== Given data ==
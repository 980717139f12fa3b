use std::fmt;

use thiserror::Error;

/// Which external collaborator raised a failure.
#[derive(Debug, Clone, Copy, PartialEq, Eq)]
pub enum CollaboratorKind {
    Tokenizer,
    Embedder,
    Storage,
}

impl fmt::Display for CollaboratorKind {
    fn fmt(&self, f: &mut fmt::Formatter<'_>) -> fmt::Result {
        let name = match self {
            Self::Tokenizer => "tokenizer",
            Self::Embedder => "embedder",
            Self::Storage => "storage backend",
        };
        f.write_str(name)
    }
}

/// Coarse grouping used by a transport layer to pick a client-facing status.
#[derive(Debug, Clone, Copy, PartialEq, Eq)]
pub enum ErrorClass {
    BadInput,
    Unavailable,
    Internal,
}

#[derive(Debug, Error)]
pub enum Error {
    #[error("Invalid configuration: {0}")]
    InvalidConfig(String),

    #[error("Invalid input: {0}")]
    InvalidInput(String),

    #[error("Cannot index an empty chunk sequence")]
    EmptyInput,

    #[error("Vector index is empty: call index before search")]
    NotIndexed,

    #[error("Dimension mismatch: expected {expected}, got {actual}")]
    DimensionMismatch { expected: usize, actual: usize },

    #[error("{kind} failed: {source}")]
    Collaborator {
        kind: CollaboratorKind,
        #[source]
        source: anyhow::Error,
    },
}

impl Error {
    pub fn tokenizer(source: anyhow::Error) -> Self {
        Self::Collaborator { kind: CollaboratorKind::Tokenizer, source }
    }

    pub fn embedder(source: anyhow::Error) -> Self {
        Self::Collaborator { kind: CollaboratorKind::Embedder, source }
    }

    pub fn storage(source: anyhow::Error) -> Self {
        Self::Collaborator { kind: CollaboratorKind::Storage, source }
    }

    pub fn class(&self) -> ErrorClass {
        match self {
            Self::InvalidConfig(_) | Self::InvalidInput(_) | Self::EmptyInput | Self::NotIndexed => {
                ErrorClass::BadInput
            }
            Self::Collaborator { .. } => ErrorClass::Unavailable,
            Self::DimensionMismatch { .. } => ErrorClass::Internal,
        }
    }
}

pub type Result<T> = std::result::Result<T, Error>;
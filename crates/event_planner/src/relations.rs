// Read time association lookups.
//
// Purpose
// - Compute cross-collection associations by scanning the live sibling
//   collection at the moment the related field is requested.
//
// Boundaries
// - Nothing here is cached or materialized; every call reads current store
//   state, so associations always reflect the most recent completed write.
// - A dangling foreign key resolves to None or an empty list, never an error.

use crate::core::entities::{Account, Location, Participation, ScheduledEvent};
use crate::store::Store;

pub async fn event_owner(store: &Store, event: &ScheduledEvent) -> Option<Account> {
    store.accounts.get(&event.owner_id).await
}

pub async fn event_location(store: &Store, event: &ScheduledEvent) -> Option<Location> {
    store.locations.get(&event.location_id).await
}

pub async fn event_participations(store: &Store, event: &ScheduledEvent) -> Vec<Participation> {
    store
        .participations
        .filter(|participation| participation.event_id == event.id)
        .await
}

/// Events the account owns.
pub async fn account_events(store: &Store, account: &Account) -> Vec<ScheduledEvent> {
    store.events.filter(|event| event.owner_id == account.id).await
}

pub async fn account_participations(store: &Store, account: &Account) -> Vec<Participation> {
    store
        .participations
        .filter(|participation| participation.account_id == account.id)
        .await
}

pub async fn location_events(store: &Store, location: &Location) -> Vec<ScheduledEvent> {
    store
        .events
        .filter(|event| event.location_id == location.id)
        .await
}

pub async fn participation_account(
    store: &Store,
    participation: &Participation,
) -> Option<Account> {
    store.accounts.get(&participation.account_id).await
}

pub async fn participation_event(
    store: &Store,
    participation: &Participation,
) -> Option<ScheduledEvent> {
    store.events.get(&participation.event_id).await
}
#[Object(name = "Participation")]
impl GqlParticipation {
    async fn id(&self) -> ID {
        ID(self.0.id.clone())
    }

    async fn account_id(&self) -> ID {
        ID(self.0.account_id.clone())
    }

    async fn event_id(&self) -> ID {
        ID(self.0.event_id.clone())
    }

    async fn account(&self, context: &Context<'_>) -> Option<GqlAccount> {
        let state = context.data_unchecked::<AppState>();
        relations::participation_account(&state.store, &self.0)
            .await
            .map(GqlAccount)
    }

    async fn event(&self, context: &Context<'_>) -> Option<GqlEvent> {
        let state = context.data_unchecked::<AppState>();
        relations::participation_event(&state.store, &self.0)
            .await
            .map(GqlEvent)
    }
}

#[derive(InputObject)]
pub struct AddAccountInput {
    pub username: String,
    pub email: String,
}

impl From<AddAccountInput> for NewAccount {
    fn from(input: AddAccountInput) -> Self {
        Self {
            username: input.username,
            email: input.email,
        }
    }
}

#[derive(InputObject)]
pub struct UpdateAccountInput {
    pub username: Option<String>,
    pub email: Option<String>,
}

impl From<UpdateAccountInput> for AccountPatch {
    fn from(input: UpdateAccountInput) -> Self {
        Self {
            username: input.username,
            email: input.email,
        }
    }
}

#[derive(InputObject)]
pub struct AddEventInput {
    pub title: String,
    pub description: String,
    pub date: NaiveDate,
    pub start_time: NaiveTime,
    pub end_time: NaiveTime,
    pub owner_id: ID,
    pub location_id: ID,
}

impl From<AddEventInput> for NewScheduledEvent {
    fn from(input: AddEventInput) -> Self {
        Self {
            title: input.title,
            description: input.description,
            date: input.date,
            start_time: input.start_time,
            end_time: input.end_time,
            owner_id: input.owner_id.0,
            location_id: input.location_id.0,
        }
    }
}
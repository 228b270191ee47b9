// Topic keyed publish/subscribe registry.
//
// Purpose
// - Fan store mutations out to live subscribers without coupling writers to
//   consumer progress.
//
// Responsibilities
// - publish hands the payload to every attachment registered at the moment of
//   the call, then returns; consumers drain their own queues.
// - subscribe registers a fresh attachment; payloads published before it are
//   never replayed.
// - Dropping a stream deregisters its attachment, so later publishes no
//   longer reference it.
//
// Payloads are `serde_json::Value`; callers serialize their own types.

use crate::core::ports::Notifier;
use async_trait::async_trait;
use futures::Stream;
use std::collections::HashMap;
use std::pin::Pin;
use std::sync::{Arc, Mutex, MutexGuard};
use std::task::{Context, Poll};
use tokio::sync::mpsc;

pub type Payload = serde_json::Value;

struct Attachment {
    id: u64,
    sender: mpsc::UnboundedSender<Payload>,
}

#[derive(Default)]
struct Registry {
    next_attachment_id: u64,
    topics: HashMap<String, Vec<Attachment>>,
}

#[derive(Clone, Default)]
pub struct EventBus {
    registry: Arc<Mutex<Registry>>,
}

impl EventBus {
    pub fn new() -> Self {
        Self::default()
    }

    /// Hand `payload` to every attachment currently on `topic`. The sends are
    /// unbounded, so a slow consumer never blocks this call; with no
    /// attachments the payload is dropped.
    pub fn publish(&self, topic: &str, payload: Payload) {
        let registry = self.registry();
        let Some(attachments) = registry.topics.get(topic) else {
            return;
        };
        for attachment in attachments {
            // A receiver dropped mid-turn detaches on its own; ignore it here.
            let _ = attachment.sender.send(payload.clone());
        }
    }

    /// Attach to `topic`. The stream yields payloads published after this
    /// call, in publish order, until it is dropped.
    pub fn subscribe(&self, topic: &str) -> EventStream {
        let (sender, receiver) = mpsc::unbounded_channel();
        let mut registry = self.registry();
        let id = registry.next_attachment_id;
        registry.next_attachment_id += 1;
        registry
            .topics
            .entry(topic.to_string())
            .or_default()
            .push(Attachment { id, sender });
        EventStream {
            bus: self.clone(),
            topic: topic.to_string(),
            id,
            receiver,
        }
    }

    /// Live attachments on `topic`.
    pub fn attachment_count(&self, topic: &str) -> usize {
        self.registry().topics.get(topic).map_or(0, Vec::len)
    }

    fn detach(&self, topic: &str, id: u64) {
        let mut registry = self.registry();
        if let Some(attachments) = registry.topics.get_mut(topic) {
            attachments.retain(|attachment| attachment.id != id);
            if attachments.is_empty() {
                registry.topics.remove(topic);
            }
        }
    }

    fn registry(&self) -> MutexGuard<'_, Registry> {
        // Never held across an await; poisoning would mean a panic mid-push.
        self.registry.lock().expect("event bus registry poisoned")
    }
}

#[async_trait]
impl Notifier for EventBus {
    async fn notify(&self, topic: &str, payload: Payload) {
        self.publish(topic, payload);
    }
}

/// One attachment's live feed. Dropping it deregisters the attachment.
pub struct EventStream {
    bus: EventBus,
    topic: String,
    id: u64,
    receiver: mpsc::UnboundedReceiver<Payload>,
}

impl Stream for EventStream {
    type Item = Payload;

    fn poll_next(self: Pin<&mut Self>, cx: &mut Context<'_>) -> Poll<Option<Payload>> {
        self.get_mut().receiver.poll_recv(cx)
    }
}

impl Drop for EventStream {
    fn drop(&mut self) {
        self.bus.detach(&self.topic, self.id);
    }
}
// Periodic counter channel.
//
// Each subscriber owns its own timer; there is no process-wide loop. Dropping
// the stream cancels that subscriber's timer and nothing else.

use futures::Stream;
use std::pin::Pin;
use std::task::{Context, Poll, ready};
use std::time::Duration;
use tokio::time::{Instant, Interval, interval_at};

/// Emits 1, 2, 3, … one value per `period`, starting one full period after
/// the call, for as long as the stream is polled.
pub fn counter(period: Duration) -> Counter {
    Counter {
        interval: interval_at(Instant::now() + period, period),
        count: 0,
    }
}

pub struct Counter {
    interval: Interval,
    count: u64,
}

impl Stream for Counter {
    type Item = u64;

    fn poll_next(self: Pin<&mut Self>, cx: &mut Context<'_>) -> Poll<Option<u64>> {
        let this = self.get_mut();
        ready!(this.interval.poll_tick(cx));
        this.count += 1;
        Poll::Ready(Some(this.count))
    }
}
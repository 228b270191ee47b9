// Mutation dispatcher: store mutation combined with change publication.
//
// Responsibilities
// - Mutate the collection, then publish the resulting row on the matching
//   topic with the full stored entity as payload.
// - A NotFound miss publishes nothing and leaves every other collection and
//   subscription untouched.
// - delete_all publishes one deleted event per removed row, in the order the
//   rows held before the call.
//
// Kinds without topics (locations, or any kind while the counter family is
// active) mutate the store and publish nothing.

use crate::bus::topics::ChangeTopics;
use crate::core::entities::Entity;
use crate::core::ports::Notifier;
use crate::store::{Collection, StoreError};
use std::sync::Arc;

pub struct MutationDispatcher<T: Entity, N: Notifier> {
    collection: Arc<Collection<T>>,
    notifier: Arc<N>,
    topics: Option<ChangeTopics>,
}

impl<T, N> MutationDispatcher<T, N>
where
    T: Entity,
    N: Notifier,
{
    pub fn new(
        collection: Arc<Collection<T>>,
        notifier: Arc<N>,
        topics: Option<ChangeTopics>,
    ) -> Self {
        Self {
            collection,
            notifier,
            topics,
        }
    }

    pub async fn create(&self, input: T::Input) -> T {
        let row = self.collection.insert(input).await;
        tracing::debug!(kind = T::KIND, id = row.id(), "created");
        self.notify(|topics| topics.created, &row).await;
        row
    }

    pub async fn update(&self, id: &str, patch: T::Patch) -> Result<T, StoreError> {
        let row = self.collection.patch(id, patch).await?;
        tracing::debug!(kind = T::KIND, id, "updated");
        self.notify(|topics| topics.updated, &row).await;
        Ok(row)
    }

    pub async fn delete(&self, id: &str) -> Result<T, StoreError> {
        let row = self.collection.remove(id).await?;
        tracing::debug!(kind = T::KIND, id, "deleted");
        self.notify(|topics| topics.deleted, &row).await;
        Ok(row)
    }

    /// Snapshot and empty the collection; never fails.
    pub async fn delete_all(&self) -> Vec<T> {
        let rows = self.collection.clear().await;
        tracing::debug!(kind = T::KIND, removed = rows.len(), "cleared");
        for row in &rows {
            self.notify(|topics| topics.deleted, row).await;
        }
        rows
    }

    async fn notify(&self, pick: fn(&ChangeTopics) -> &'static str, row: &T) {
        let Some(topics) = &self.topics else {
            return;
        };
        match serde_json::to_value(row) {
            Ok(payload) => self.notifier.notify(pick(topics), payload).await,
            Err(error) => {
                tracing::error!(kind = T::KIND, %error, "change payload did not serialize");
            }
        }
    }
}
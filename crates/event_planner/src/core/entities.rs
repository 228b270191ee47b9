// The four entity kinds and their write payloads.
//
// Purpose
// - Plain domain rows as stored in the collections, plus the full payload
//   accepted by add and the partial payload accepted by update.
//
// Boundaries
// - This file must not perform input or output.
// - Keep it framework-free; the GraphQL layer wraps these types.
//
// Notes
// - Ids are opaque strings, assigned once at insert and compared verbatim.
// - Foreign-key fields (`owner_id`, `location_id`, `account_id`, `event_id`)
//   are copied from input as-is and are not checked against sibling
//   collections; resolvers tolerate dangling values.

use chrono::{NaiveDate, NaiveTime};
use serde::{Deserialize, Serialize, de::DeserializeOwned};

/// One entity kind: how rows are built from an add payload and how a partial
/// update payload is folded into an existing row. A `None` patch field keeps
/// the prior value; explicit field-clearing is not expressible.
pub trait Entity: Clone + Send + Sync + Serialize + DeserializeOwned + 'static {
    /// Full payload accepted by add.
    type Input: Send;
    /// Partial payload accepted by update.
    type Patch: Send;

    /// Collection name used in errors and logs.
    const KIND: &'static str;

    fn from_input(id: String, input: Self::Input) -> Self;
    fn apply(&mut self, patch: Self::Patch);
    fn id(&self) -> &str;
}

#[derive(Debug, Clone, PartialEq, Serialize, Deserialize)]
pub struct Account {
    pub id: String,
    pub username: String,
    pub email: String,
}

#[derive(Debug, Clone)]
pub struct NewAccount {
    pub username: String,
    pub email: String,
}

#[derive(Debug, Clone, Default)]
pub struct AccountPatch {
    pub username: Option<String>,
    pub email: Option<String>,
}

impl Entity for Account {
    type Input = NewAccount;
    type Patch = AccountPatch;

    const KIND: &'static str = "account";

    fn from_input(id: String, input: NewAccount) -> Self {
        Self {
            id,
            username: input.username,
            email: input.email,
        }
    }

    fn apply(&mut self, patch: AccountPatch) {
        if let Some(username) = patch.username {
            self.username = username;
        }
        if let Some(email) = patch.email {
            self.email = email;
        }
    }

    fn id(&self) -> &str {
        &self.id
    }
}

#[derive(Debug, Clone, PartialEq, Serialize, Deserialize)]
pub struct ScheduledEvent {
    pub id: String,
    pub title: String,
    pub description: String,
    pub date: NaiveDate,
    pub start_time: NaiveTime,
    pub end_time: NaiveTime,
    pub owner_id: String,
    pub location_id: String,
}

#[derive(Debug, Clone)]
pub struct NewScheduledEvent {
    pub title: String,
    pub description: String,
    pub date: NaiveDate,
    pub start_time: NaiveTime,
    pub end_time: NaiveTime,
    pub owner_id: String,
    pub location_id: String,
}

#[derive(Debug, Clone, Default)]
pub struct ScheduledEventPatch {
    pub title: Option<String>,
    pub description: Option<String>,
    pub date: Option<NaiveDate>,
    pub start_time: Option<NaiveTime>,
    pub end_time: Option<NaiveTime>,
    pub owner_id: Option<String>,
    pub location_id: Option<String>,
}

impl Entity for ScheduledEvent {
    type Input = NewScheduledEvent;
    type Patch = ScheduledEventPatch;

    const KIND: &'static str = "event";

    fn from_input(id: String, input: NewScheduledEvent) -> Self {
        Self {
            id,
            title: input.title,
            description: input.description,
            date: input.date,
            start_time: input.start_time,
            end_time: input.end_time,
            owner_id: input.owner_id,
            location_id: input.location_id,
        }
    }

    fn apply(&mut self, patch: ScheduledEventPatch) {
        if let Some(title) = patch.title {
            self.title = title;
        }
        if let Some(description) = patch.description {
            self.description = description;
        }
        if let Some(date) = patch.date {
            self.date = date;
        }
        if let Some(start_time) = patch.start_time {
            self.start_time = start_time;
        }
        if let Some(end_time) = patch.end_time {
            self.end_time = end_time;
        }
        if let Some(owner_id) = patch.owner_id {
            self.owner_id = owner_id;
        }
        if let Some(location_id) = patch.location_id {
            self.location_id = location_id;
        }
    }

    fn id(&self) -> &str {
        &self.id
    }
}

#[derive(Debug, Clone, PartialEq, Serialize, Deserialize)]
pub struct Location {
    pub id: String,
    pub name: String,
    pub description: String,
    pub latitude: f64,
    pub longitude: f64,
}

#[derive(Debug, Clone)]
pub struct NewLocation {
    pub name: String,
    pub description: String,
    pub latitude: f64,
    pub longitude: f64,
}

#[derive(Debug, Clone, Default)]
pub struct LocationPatch {
    pub name: Option<String>,
    pub description: Option<String>,
    pub latitude: Option<f64>,
    pub longitude: Option<f64>,
}

impl Entity for Location {
    type Input = NewLocation;
    type Patch = LocationPatch;

    const KIND: &'static str = "location";

    fn from_input(id: String, input: NewLocation) -> Self {
        Self {
            id,
            name: input.name,
            description: input.description,
            latitude: input.latitude,
            longitude: input.longitude,
        }
    }

    fn apply(&mut self, patch: LocationPatch) {
        if let Some(name) = patch.name {
            self.name = name;
        }
        if let Some(description) = patch.description {
            self.description = description;
        }
        if let Some(latitude) = patch.latitude {
            self.latitude = latitude;
        }
        if let Some(longitude) = patch.longitude {
            self.longitude = longitude;
        }
    }

    fn id(&self) -> &str {
        &self.id
    }
}

#[derive(Debug, Clone, PartialEq, Serialize, Deserialize)]
pub struct Participation {
    pub id: String,
    pub account_id: String,
    pub event_id: String,
}

#[derive(Debug, Clone)]
pub struct NewParticipation {
    pub account_id: String,
    pub event_id: String,
}

#[derive(Debug, Clone, Default)]
pub struct ParticipationPatch {
    pub account_id: Option<String>,
    pub event_id: Option<String>,
}

impl Entity for Participation {
    type Input = NewParticipation;
    type Patch = ParticipationPatch;

    const KIND: &'static str = "participation";

    fn from_input(id: String, input: NewParticipation) -> Self {
        Self {
            id,
            account_id: input.account_id,
            event_id: input.event_id,
        }
    }

    fn apply(&mut self, patch: ParticipationPatch) {
        if let Some(account_id) = patch.account_id {
            self.account_id = account_id;
        }
        if let Some(event_id) = patch.event_id {
            self.event_id = event_id;
        }
    }

    fn id(&self) -> &str {
        &self.id
    }
}
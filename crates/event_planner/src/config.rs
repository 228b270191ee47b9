// Application configuration loaded from environment variables.

use anyhow::{Result, bail};
use std::path::PathBuf;
use std::str::FromStr;

/// Which live-notification surface a deployment exposes. The two families are
/// mutually exclusive; channels of the inactive family refuse to attach.
#[derive(Debug, Clone, Copy, PartialEq, Eq)]
pub enum SubscriptionFamily {
    /// created/updated/deleted channels per mutation observable entity kind.
    EntityChanges,
    /// A single periodic counter channel; mutations publish nothing.
    Counter,
}

impl FromStr for SubscriptionFamily {
    type Err = anyhow::Error;

    fn from_str(raw: &str) -> Result<Self> {
        match raw {
            "changes" => Ok(Self::EntityChanges),
            "counter" => Ok(Self::Counter),
            other => bail!("unknown subscription family {other:?} (expected \"changes\" or \"counter\")"),
        }
    }
}

#[derive(Debug, Clone)]
pub struct AppConfig {
    pub port: u16,
    pub seed_path: PathBuf,
    pub subscriptions: SubscriptionFamily,
}

impl AppConfig {
    pub fn from_env() -> Result<Self> {
        dotenvy::dotenv().ok();

        let subscriptions = match std::env::var("SUBSCRIPTIONS") {
            Ok(raw) => raw.parse()?,
            Err(_) => SubscriptionFamily::EntityChanges,
        };

        Ok(Self {
            port: std::env::var("PORT")
                .unwrap_or_else(|_| "8080".to_string())
                .parse()?,
            seed_path: std::env::var("SEED_PATH")
                .unwrap_or_else(|_| "seed.json".to_string())
                .into(),
            subscriptions,
        })
    }
}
===
**Your task:** Proceeding from the line containing "let (sender, receiver)" through the line containing "Context<'_>) -> Poll<Option<Payload>>", transcribe the lines above exactly, both end lines included.

**Result below:**
        let (sender, receiver) = mpsc::unbounded_channel();
        let mut registry = self.registry();
        let id = registry.next_attachment_id;
        registry.next_attachment_id += 1;
        registry
            .topics
            .entry(topic.to_string())
            .or_default()
            .push(Attachment { id, sender });
        EventStream {
            bus: self.clone(),
            topic: topic.to_string(),
            id,
            receiver,
        }
    }

    /// Live attachments on `topic`.
    pub fn attachment_count(&self, topic: &str) -> usize {
        self.registry().topics.get(topic).map_or(0, Vec::len)
    }

    fn detach(&self, topic: &str, id: u64) {
        let mut registry = self.registry();
        if let Some(attachments) = registry.topics.get_mut(topic) {
            attachments.retain(|attachment| attachment.id != id);
            if attachments.is_empty() {
                registry.topics.remove(topic);
            }
        }
    }

    fn registry(&self) -> MutexGuard<'_, Registry> {
        // Never held across an await; poisoning would mean a panic mid-push.
        self.registry.lock().expect("event bus registry poisoned")
    }
}

#[async_trait]
impl Notifier for EventBus {
    async fn notify(&self, topic: &str, payload: Payload) {
        self.publish(topic, payload);
    }
}

/// One attachment's live feed. Dropping it deregisters the attachment.
pub struct EventStream {
    bus: EventBus,
    topic: String,
    id: u64,
    receiver: mpsc::UnboundedReceiver<Payload>,
}

impl Stream for EventStream {
    type Item = Payload;

    fn poll_next(self: Pin<&mut Self>, cx: &mut Context<'_>) -> Poll<Option<Payload>> {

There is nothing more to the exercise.